La possibilité de pouvoir s’en exprimer aux soignants sans avoir le sentiment
de leur être déloyal, évite le clivage et délivre le patient de la ruse, du silence
ou d’une position de double lien paradoxal, en l’autorisant du même coup à
exprimer son angoisse et sa quête de sens. Ce qui paradoxalement entraîne le
plus souvent une reconnaissance plus apaisée des soins médicaux.
Nos modèles médicaux se basent aussi sur une conception individualiste de la
personne privilégiant l’individu sur la communauté.
Face au patient immigré se définissant comme membre d’un groupe, comme
« frère », il faut entendre par là, « frère statutaire », « frère lignagé »
attaché à un même ancêtre tutélaire, il ne sera pas rare qu’un des membres
du groupe réponde à la place du patient mettant parfois dans la gêne ou
l’agacement le soignant. Les rituels thérapeutiques en appellent aussi à un
questionnement et une riposte communautaire que traduisent les proverbes
Wolof du Sénégal :
« Tout homme est gardien de son frère »
« L’homme est le meilleur remède de l’homme »
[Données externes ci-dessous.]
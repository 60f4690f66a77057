//! Admin handlers for the `/admin/services` resource.
//!
//! Reorder, move, toggle, delete and restore live in [`super::sortable`].

use axum::extract::{Path, Query, State};
use axum::http::StatusCode;
use axum::Json;
use serde_json::json;
use vitrine_core::audit::action_types;
use vitrine_core::error::CoreError;
use vitrine_core::slug::{resolve_slug, validate_slug};
use vitrine_core::types::DbId;
use vitrine_db::models::service::{CreateService, Service, UpdateService};
use vitrine_db::repositories::ServiceRepo;

use super::{audit, require_text, require_text_opt};
use crate::error::{AppError, AppResult};
use crate::middleware::rbac::RequireEditor;
use crate::query::IncludeInactiveParams;
use crate::response::DataResponse;
use crate::state::AppState;

/// GET /api/v1/admin/services
pub async fn list_services(
    State(state): State<AppState>,
    RequireEditor(_user): RequireEditor,
    Query(params): Query<IncludeInactiveParams>,
) -> AppResult<Json<DataResponse<Vec<Service>>>> {
    let services = ServiceRepo::list(&state.pool, params.include_inactive).await?;
    Ok(Json(DataResponse { data: services }))
}

/// POST /api/v1/admin/services
///
/// The slug is derived from the title when not supplied.
pub async fn create_service(
    State(state): State<AppState>,
    RequireEditor(user): RequireEditor,
    Json(input): Json<CreateService>,
) -> AppResult<(StatusCode, Json<DataResponse<Service>>)> {
    require_text("title", &input.title)?;
    let slug = resolve_slug(input.slug.as_deref(), &input.title)?;

    let service = ServiceRepo::create(&state.pool, &input, &slug).await?;

    tracing::info!(id = service.id, slug = %service.slug, user_id = user.user_id, "Service created");
    audit::record(
        &state,
        &user,
        action_types::ENTITY_CREATE,
        "services",
        Some(service.id),
        Some(json!({ "title": service.title, "slug": service.slug })),
    )
    .await;

    Ok((StatusCode::CREATED, Json(DataResponse { data: service })))
}

/// GET /api/v1/admin/services/{id}
pub async fn get_service(
    State(state): State<AppState>,
    RequireEditor(_user): RequireEditor,
    Path(id): Path<DbId>,
) -> AppResult<Json<DataResponse<Service>>> {
    let service = ServiceRepo::find_by_id(&state.pool, id)
        .await?
        .ok_or(AppError::Core(CoreError::NotFound {
            entity: "Service",
            id,
        }))?;
    Ok(Json(DataResponse { data: service }))
}

/// PUT /api/v1/admin/services/{id}
pub async fn update_service(
    State(state): State<AppState>,
    RequireEditor(user): RequireEditor,
    Path(id): Path<DbId>,
    Json(input): Json<UpdateService>,
) -> AppResult<Json<DataResponse<Service>>> {
    require_text_opt("title", input.title.as_deref())?;
    if let Some(slug) = &input.slug {
        validate_slug(slug)?;
    }

    let service = ServiceRepo::update(&state.pool, id, &input)
        .await?
        .ok_or(AppError::Core(CoreError::NotFound {
            entity: "Service",
            id,
        }))?;

    audit::record(
        &state,
        &user,
        action_types::ENTITY_UPDATE,
        "services",
        Some(id),
        None,
    )
    .await;

    Ok(Json(DataResponse { data: service }))
}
Les visites en nombre sont une nécessaire réponse à l’isolement du patient à
l’hôpital. De même amener le repas dans la chambre et manger dans le même
plat est une autre manière de le réconforter, de rehausser son moral et de
les réintéger dans le groupe.
En effet, dans le modèle communautaire, le sentiment du NOUS prévaut sur
le MOI.
« Je suis parce que « nous » sommes » (fils-frère-oncle-neveux …)
L’individu est plutôt maillon d’une lignée, d’une ancestralité commune, et
pourra tomber malade au nom d’ancêtres persécuteurs.